The 7th International Conference on Material Strength and Applied Mechanics
(MSAM 2024)

Abstract: The hot forged Ti-6Al-4V alloy demonstrates well constructured microstructure and balanced mechanical properties, which promotes its widely application in aviation field. However, its relative poor resistance to wear and foreign object impact usually leads to the cumulative damage, causing sudden failure and serious accident. Though the conventional coating technology could improve the surface damage resistance, the interface always becomes the origin of failure. Comparatively, Laser shock peening (LSP) has attracted significant interest, due to its controlled processing accuracy and great surface plastic deformation capability, which could form gradient grain structure with the gradient strengthening effect. Nevertheless, the specific mechanism of microstructure evolution and mechanical properties enhancement of LSP processed hot forged Ti-6Al-4V alloy is still obscure. In present research, the hot forged Ti-6Al-4V alloy was processed by LSP to regulate its superficial microstructure and improve mechanical properties, helping to understand the inner mechansim. The results reveal that LSP could simultaneously result in the merging of ultra-fine α-Ti grains and refinement of coarse α-Ti grains, which reconstruct the dual-size grain structure. The crystal tilting and transformation promoted by the generation and movement of dislocations benefit the merging of ultra-fine grains. Due to the different slip systems in dual phases, β-Ti phases exhibit much greater response to slip under surface plastic deformation, which are enforced to deform and construct the shell structure by sliding and phase transformation, while the α-Ti phases act as the core to synergistically construct ‘core-shell’ like structure. The increase of LSP number promotes the well wrapping of the ‘core-shell’ like structure and strengthens it by abundant dislocations, which also forms the gradient grain structure from surface to inner. Since the microstructure regulation and crystal defects engineering, the LSP improves the surface damage resistance and mechanical properties of the hot forged Ti-6Al-4V alloy obviously, which indicates a new method to increase properties of the hot forged Ti-6Al-4V alloy component further.

Keywords: Ti-6Al-4V alloy, laser shock peening, microstructure, core-shell structure, wear properties, tensile properties.

Acknowledgements: This work was supported by the Shenzhen Basic Research Project (JCYJ20210324120001003 and JCYJ20200109144608205).
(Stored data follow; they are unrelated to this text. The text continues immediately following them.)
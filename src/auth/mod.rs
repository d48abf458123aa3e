// SPDX-License-Identifier: AGPL-3.0-or-later
//
// Copyright (C) 2026 Relational Network

//! # Authentication Module
//!
//! Opaque bearer tokens with per-token abilities.
//!
//! ## Auth Flow
//!
//! 1. Client logs in with e-mail and password
//! 2. Server issues two tokens, each returned once as `"<id>|<secret>"`:
//!    - access token with ability `access-api` (60 minutes)
//!    - refresh token with ability `refresh-token` (7 days)
//! 3. Client sends `Authorization: Bearer <id>|<secret>`
//! 4. Server:
//!    - Splits the bearer and hashes the secret with SHA-256
//!    - Looks the row up by id AND digest, then checks expiry
//!    - Attaches the owning user to the request
//!    - Checks the route's required abilities against the token's set
//!
//! ## Security
//!
//! - Only SHA-256 digests of secrets are stored
//! - Passwords are bcrypt hashed (cost 12 by default)
//! - Unknown e-mail and wrong password are indistinguishable
//! - Malformed, unknown and expired tokens share one 401 response

pub mod abilities;
pub mod authenticator;
pub mod codec;
pub mod error;
pub mod extractor;
pub mod identity;
pub mod middleware;
pub mod password;
pub mod roles;

pub use abilities::{Abilities, TokenKind};
pub use authenticator::{Authenticator, Registration, TokenPolicy};
pub use error::AuthError;
pub use extractor::Auth;
pub use identity::{AuthenticatedUser, VerifiedBearer};
pub use roles::RoleName;
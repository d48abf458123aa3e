// SPDX-License-Identifier: AGPL-3.0-or-later
//
// Copyright (C) 2026 Relational Network

//! Auth endpoints: login, register, refresh, logout, me.
//!
//! Handlers only decode and shape-check bodies; every decision is made by
//! the [`Authenticator`](crate::auth::Authenticator).

use axum::{
    extract::{rejection::JsonRejection, State},
    http::StatusCode,
    Json,
};

use crate::auth::Auth;
use crate::error::ApiError;
use crate::models::{
    LoginRequest, MessageResponse, RefreshTokenResponse, RegisterRequest, TokenResponse,
    UserResponse,
};
use crate::state::AppState;

fn body<T>(payload: Result<Json<T>, JsonRejection>) -> Result<T, ApiError> {
    payload
        .map(|Json(value)| value)
        .map_err(|rejection| ApiError::bad_request(rejection.body_text()))
}

/// Exchange e-mail and password for an access/refresh token pair.
#[utoipa::path(
    post,
    path = "/v1/auth/login",
    tag = "Auth",
    request_body = LoginRequest,
    responses(
        (status = 200, description = "Tokens issued", body = TokenResponse),
        (status = 401, description = "Invalid email or password"),
        (status = 422, description = "Validation failed")
    )
)]
pub async fn login(
    State(state): State<AppState>,
    payload: Result<Json<LoginRequest>, JsonRejection>,
) -> Result<Json<TokenResponse>, ApiError> {
    let request = body(payload)?;
    request.validate().map_err(ApiError::validation)?;

    let tokens = state
        .authenticator
        .login(&request.email, &request.password)
        .await?;

    Ok(Json(TokenResponse {
        access_token: tokens.access_token,
        refresh_token: tokens.refresh_token,
        expires_in: tokens.expires_in,
        token_type: tokens.token_type.to_string(),
    }))
}

/// Create a customer account.
#[utoipa::path(
    post,
    path = "/v1/auth/register",
    tag = "Auth",
    request_body = RegisterRequest,
    responses(
        (status = 201, description = "User created", body = UserResponse),
        (status = 422, description = "Validation failed or email already taken")
    )
)]
pub async fn register(
    State(state): State<AppState>,
    payload: Result<Json<RegisterRequest>, JsonRejection>,
) -> Result<(StatusCode, Json<UserResponse>), ApiError> {
    let request = body(payload)?;
    request.validate().map_err(ApiError::validation)?;

    let user = state.authenticator.register(request.into()).await?;
    Ok((StatusCode::CREATED, Json(user.into())))
}

/// Rotate the caller's access token. Requires a refresh token.
#[utoipa::path(
    post,
    path = "/v1/auth/refresh-token",
    tag = "Auth",
    security(("bearer" = [])),
    responses(
        (status = 200, description = "New access token", body = RefreshTokenResponse),
        (status = 401, description = "Invalid or expired token"),
        (status = 403, description = "Token lacks the refresh-token ability"),
        (status = 404, description = "No access token to rotate")
    )
)]
pub async fn refresh_token(
    State(state): State<AppState>,
    Auth(user): Auth,
) -> Result<Json<RefreshTokenResponse>, ApiError> {
    let refreshed = state.authenticator.refresh_token(user.user_id).await?;
    Ok(Json(RefreshTokenResponse {
        access_token: refreshed.access_token,
        expires_in: refreshed.expires_in,
        token_type: refreshed.token_type.to_string(),
    }))
}

/// Revoke every token of the caller.
#[utoipa::path(
    post,
    path = "/v1/auth/logout",
    tag = "Auth",
    security(("bearer" = [])),
    responses(
        (status = 200, description = "Logged out", body = MessageResponse),
        (status = 401, description = "Invalid or expired token")
    )
)]
pub async fn logout(
    State(state): State<AppState>,
    Auth(user): Auth,
) -> Result<Json<MessageResponse>, ApiError> {
    state.authenticator.logout(user.user_id).await?;
    Ok(Json(MessageResponse {
        message: "Successfully logged out".to_string(),
    }))
}

/// Current user behind the access token.
#[utoipa::path(
    get,
    path = "/v1/auth/me",
    tag = "Auth",
    security(("bearer" = [])),
    responses(
        (status = 200, description = "User information", body = UserResponse),
        (status = 401, description = "Invalid or expired token"),
        (status = 403, description = "Token lacks the access-api ability")
    )
)]
pub async fn me(
    State(state): State<AppState>,
    Auth(user): Auth,
) -> Result<Json<UserResponse>, ApiError> {
    let user = state.authenticator.me(user.user_id).await?;
    Ok(Json(user.into()))
}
Biography: Prof. Dr. Sheng received Ph.D. degree in Materials Physics and Chemistry from Institute of Metal Research Chinese Academy of Sciences in 2009. He is currently a Research Professor and vice-dean of Shenzhen Institute, Peking University. Now, he also act as the Topic editor and editorial board member of Materials, the associate editor of Advances In Mechanical Engineering and the youth editorial board member of Journal of Magnesium and Alloys. His research interests include intermetallic compounds, superalloys, biomedical metallic materials, biodegradable magnesium alloys, surface engineering, laser processing, crystal defects, and characterization. Prof. Sheng has published more than 180 research papers in refereed scientific journals and received a total citation of more than 5000 with h-index of 45.